→ EXERCISE INSTRUCTIONS
Keep only those lines of the records that include the string "RenkoBarAggregator".

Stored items

-------

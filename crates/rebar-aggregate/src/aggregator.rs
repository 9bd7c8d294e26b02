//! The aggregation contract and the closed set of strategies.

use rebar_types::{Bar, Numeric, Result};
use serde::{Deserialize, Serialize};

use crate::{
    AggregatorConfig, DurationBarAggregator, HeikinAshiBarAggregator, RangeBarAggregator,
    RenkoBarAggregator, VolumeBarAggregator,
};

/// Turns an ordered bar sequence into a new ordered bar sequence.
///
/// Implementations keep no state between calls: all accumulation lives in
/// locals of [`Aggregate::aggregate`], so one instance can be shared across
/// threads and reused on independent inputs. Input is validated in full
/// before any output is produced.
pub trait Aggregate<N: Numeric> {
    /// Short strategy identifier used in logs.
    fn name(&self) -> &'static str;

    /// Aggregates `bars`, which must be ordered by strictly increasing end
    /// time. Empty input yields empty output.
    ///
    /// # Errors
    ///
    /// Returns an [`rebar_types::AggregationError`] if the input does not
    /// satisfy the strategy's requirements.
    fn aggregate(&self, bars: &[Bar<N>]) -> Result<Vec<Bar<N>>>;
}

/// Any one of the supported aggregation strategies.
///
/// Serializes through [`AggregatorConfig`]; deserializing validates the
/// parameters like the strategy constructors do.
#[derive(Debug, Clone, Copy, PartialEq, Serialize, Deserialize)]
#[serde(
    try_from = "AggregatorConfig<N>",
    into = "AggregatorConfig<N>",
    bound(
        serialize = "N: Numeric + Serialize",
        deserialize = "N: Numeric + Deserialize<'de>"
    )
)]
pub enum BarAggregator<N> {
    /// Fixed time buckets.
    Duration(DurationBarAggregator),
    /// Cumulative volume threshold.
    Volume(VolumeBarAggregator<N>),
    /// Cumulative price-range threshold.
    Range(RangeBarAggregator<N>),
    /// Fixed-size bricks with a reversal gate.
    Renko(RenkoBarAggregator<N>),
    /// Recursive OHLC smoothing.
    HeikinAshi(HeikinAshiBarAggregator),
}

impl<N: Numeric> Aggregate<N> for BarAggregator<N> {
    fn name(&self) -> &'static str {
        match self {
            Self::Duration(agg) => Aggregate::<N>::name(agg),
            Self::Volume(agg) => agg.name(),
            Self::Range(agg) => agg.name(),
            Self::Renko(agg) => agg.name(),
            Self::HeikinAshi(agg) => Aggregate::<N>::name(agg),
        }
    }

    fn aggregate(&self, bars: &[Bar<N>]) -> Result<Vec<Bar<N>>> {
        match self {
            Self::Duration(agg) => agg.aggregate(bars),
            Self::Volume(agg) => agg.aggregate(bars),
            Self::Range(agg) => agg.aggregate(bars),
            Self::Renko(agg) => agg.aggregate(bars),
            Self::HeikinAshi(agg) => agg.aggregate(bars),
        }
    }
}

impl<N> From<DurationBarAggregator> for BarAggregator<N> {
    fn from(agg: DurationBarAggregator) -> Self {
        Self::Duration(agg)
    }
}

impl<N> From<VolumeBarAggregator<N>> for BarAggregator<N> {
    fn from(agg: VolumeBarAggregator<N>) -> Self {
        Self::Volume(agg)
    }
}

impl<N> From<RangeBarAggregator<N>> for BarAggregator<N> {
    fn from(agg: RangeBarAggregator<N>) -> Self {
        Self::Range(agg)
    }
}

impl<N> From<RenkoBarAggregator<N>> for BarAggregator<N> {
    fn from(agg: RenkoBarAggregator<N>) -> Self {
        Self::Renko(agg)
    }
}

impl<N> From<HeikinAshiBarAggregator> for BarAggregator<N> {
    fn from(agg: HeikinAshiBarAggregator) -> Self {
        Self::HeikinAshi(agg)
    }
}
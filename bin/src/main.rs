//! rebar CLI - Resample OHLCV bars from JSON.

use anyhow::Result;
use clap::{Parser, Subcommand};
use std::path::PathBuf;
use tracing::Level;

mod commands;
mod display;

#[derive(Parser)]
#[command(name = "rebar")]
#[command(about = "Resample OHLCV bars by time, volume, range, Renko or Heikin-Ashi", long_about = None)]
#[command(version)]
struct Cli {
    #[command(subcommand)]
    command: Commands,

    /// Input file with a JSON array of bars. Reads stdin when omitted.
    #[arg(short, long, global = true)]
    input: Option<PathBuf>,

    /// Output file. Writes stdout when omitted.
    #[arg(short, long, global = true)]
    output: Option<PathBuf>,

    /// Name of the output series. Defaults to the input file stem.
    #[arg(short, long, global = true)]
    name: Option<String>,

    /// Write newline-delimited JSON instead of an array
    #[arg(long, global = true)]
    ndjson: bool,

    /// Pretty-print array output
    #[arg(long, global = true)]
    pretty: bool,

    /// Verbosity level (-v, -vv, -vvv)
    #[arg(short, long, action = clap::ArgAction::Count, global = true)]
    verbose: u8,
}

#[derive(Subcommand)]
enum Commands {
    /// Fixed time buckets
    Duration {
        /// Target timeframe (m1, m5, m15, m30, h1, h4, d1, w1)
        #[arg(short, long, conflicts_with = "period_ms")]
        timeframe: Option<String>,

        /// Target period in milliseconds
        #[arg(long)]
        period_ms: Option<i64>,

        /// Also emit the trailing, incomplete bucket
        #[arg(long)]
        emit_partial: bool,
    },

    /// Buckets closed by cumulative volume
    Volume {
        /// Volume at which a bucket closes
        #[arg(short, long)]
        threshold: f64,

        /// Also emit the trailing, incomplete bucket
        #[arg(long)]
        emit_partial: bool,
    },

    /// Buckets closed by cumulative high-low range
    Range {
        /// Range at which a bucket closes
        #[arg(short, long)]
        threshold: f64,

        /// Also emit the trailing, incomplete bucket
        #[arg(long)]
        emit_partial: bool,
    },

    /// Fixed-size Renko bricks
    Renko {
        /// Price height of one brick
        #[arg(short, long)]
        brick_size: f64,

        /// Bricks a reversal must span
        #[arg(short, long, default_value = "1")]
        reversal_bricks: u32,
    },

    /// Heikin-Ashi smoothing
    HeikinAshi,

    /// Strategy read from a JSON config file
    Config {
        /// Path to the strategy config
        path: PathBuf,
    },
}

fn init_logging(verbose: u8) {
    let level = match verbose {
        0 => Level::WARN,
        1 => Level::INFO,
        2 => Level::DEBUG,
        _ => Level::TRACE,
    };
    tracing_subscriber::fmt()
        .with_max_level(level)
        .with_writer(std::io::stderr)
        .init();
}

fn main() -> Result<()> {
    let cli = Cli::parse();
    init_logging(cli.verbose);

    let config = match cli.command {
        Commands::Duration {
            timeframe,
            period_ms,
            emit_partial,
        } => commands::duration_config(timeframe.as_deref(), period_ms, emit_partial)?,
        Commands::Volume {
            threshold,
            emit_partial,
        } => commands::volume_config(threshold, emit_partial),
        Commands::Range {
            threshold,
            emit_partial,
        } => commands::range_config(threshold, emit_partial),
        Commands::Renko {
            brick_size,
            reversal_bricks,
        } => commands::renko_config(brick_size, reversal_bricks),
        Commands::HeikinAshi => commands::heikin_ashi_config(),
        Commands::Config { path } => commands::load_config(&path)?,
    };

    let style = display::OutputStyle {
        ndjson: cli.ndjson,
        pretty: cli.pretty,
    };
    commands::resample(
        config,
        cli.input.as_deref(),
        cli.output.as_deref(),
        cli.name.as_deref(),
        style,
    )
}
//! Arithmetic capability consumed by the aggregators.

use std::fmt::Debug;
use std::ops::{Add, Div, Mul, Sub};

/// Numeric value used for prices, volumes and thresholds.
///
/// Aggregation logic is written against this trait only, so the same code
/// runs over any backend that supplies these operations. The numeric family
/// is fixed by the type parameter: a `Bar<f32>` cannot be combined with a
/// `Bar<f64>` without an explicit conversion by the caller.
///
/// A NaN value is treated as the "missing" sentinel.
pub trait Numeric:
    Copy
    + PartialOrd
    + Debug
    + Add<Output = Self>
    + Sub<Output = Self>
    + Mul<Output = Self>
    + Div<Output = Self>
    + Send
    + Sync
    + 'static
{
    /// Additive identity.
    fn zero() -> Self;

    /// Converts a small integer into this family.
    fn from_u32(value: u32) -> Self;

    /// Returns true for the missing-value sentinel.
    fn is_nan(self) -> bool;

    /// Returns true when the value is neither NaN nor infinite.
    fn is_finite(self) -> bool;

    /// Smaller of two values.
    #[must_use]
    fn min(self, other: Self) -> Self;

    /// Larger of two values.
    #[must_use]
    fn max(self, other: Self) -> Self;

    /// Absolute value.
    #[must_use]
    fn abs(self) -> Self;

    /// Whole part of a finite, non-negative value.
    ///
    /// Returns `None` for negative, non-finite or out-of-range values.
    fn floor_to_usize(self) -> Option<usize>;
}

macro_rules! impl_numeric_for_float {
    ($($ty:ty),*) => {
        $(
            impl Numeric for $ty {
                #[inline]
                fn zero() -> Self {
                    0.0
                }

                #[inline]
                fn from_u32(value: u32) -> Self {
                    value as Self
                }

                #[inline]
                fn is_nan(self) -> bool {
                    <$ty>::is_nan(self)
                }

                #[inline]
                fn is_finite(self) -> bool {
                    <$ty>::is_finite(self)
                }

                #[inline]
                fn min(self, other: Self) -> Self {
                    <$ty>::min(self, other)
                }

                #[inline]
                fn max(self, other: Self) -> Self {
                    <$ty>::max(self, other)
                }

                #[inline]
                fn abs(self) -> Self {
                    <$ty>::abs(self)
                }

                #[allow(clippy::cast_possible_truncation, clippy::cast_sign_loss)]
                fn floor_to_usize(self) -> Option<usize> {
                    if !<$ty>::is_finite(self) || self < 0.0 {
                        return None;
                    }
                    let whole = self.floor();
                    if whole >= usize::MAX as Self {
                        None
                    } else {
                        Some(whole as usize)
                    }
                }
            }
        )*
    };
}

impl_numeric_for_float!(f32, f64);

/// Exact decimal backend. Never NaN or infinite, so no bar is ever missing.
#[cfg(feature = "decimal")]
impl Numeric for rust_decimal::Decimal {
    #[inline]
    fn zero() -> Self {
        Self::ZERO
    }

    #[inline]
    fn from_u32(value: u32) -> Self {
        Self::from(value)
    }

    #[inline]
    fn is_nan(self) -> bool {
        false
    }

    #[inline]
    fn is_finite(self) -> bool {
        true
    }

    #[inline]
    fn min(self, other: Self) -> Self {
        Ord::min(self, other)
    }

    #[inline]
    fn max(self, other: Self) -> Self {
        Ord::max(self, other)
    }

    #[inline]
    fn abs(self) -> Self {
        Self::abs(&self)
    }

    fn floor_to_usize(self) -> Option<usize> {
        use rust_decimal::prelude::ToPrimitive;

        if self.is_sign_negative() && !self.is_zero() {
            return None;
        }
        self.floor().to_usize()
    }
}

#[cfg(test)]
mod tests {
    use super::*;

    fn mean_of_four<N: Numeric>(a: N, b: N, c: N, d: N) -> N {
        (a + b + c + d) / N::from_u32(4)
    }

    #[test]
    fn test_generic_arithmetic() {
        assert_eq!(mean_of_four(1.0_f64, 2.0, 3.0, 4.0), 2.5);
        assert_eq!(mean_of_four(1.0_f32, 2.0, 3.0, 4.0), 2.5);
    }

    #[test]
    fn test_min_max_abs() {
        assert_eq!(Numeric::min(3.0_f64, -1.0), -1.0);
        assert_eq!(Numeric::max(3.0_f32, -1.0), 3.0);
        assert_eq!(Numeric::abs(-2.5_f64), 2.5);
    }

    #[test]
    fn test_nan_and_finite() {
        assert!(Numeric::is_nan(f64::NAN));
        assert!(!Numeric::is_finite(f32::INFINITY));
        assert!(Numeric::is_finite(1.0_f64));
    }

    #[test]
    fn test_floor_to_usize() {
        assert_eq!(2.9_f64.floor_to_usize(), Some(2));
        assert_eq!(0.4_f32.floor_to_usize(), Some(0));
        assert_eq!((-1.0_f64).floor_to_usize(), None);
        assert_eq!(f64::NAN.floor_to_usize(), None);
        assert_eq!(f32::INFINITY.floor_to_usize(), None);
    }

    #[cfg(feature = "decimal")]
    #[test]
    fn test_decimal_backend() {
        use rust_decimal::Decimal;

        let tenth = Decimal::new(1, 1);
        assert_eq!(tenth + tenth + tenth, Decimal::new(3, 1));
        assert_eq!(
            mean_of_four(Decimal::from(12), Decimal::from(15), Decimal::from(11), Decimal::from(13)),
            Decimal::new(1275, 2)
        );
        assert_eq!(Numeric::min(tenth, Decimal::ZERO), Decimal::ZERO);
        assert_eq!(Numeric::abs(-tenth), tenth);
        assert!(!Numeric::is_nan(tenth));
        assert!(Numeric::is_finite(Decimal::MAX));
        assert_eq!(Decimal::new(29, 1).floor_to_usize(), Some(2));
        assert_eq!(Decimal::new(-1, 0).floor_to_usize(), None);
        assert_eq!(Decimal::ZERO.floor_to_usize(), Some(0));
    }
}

-------

→ SOLUTION TO THE PROBLEM
    RenkoBarAggregator, VolumeBarAggregator,
    Renko(RenkoBarAggregator<N>),
impl<N> From<RenkoBarAggregator<N>> for BarAggregator<N> {
    fn from(agg: RenkoBarAggregator<N>) -> Self {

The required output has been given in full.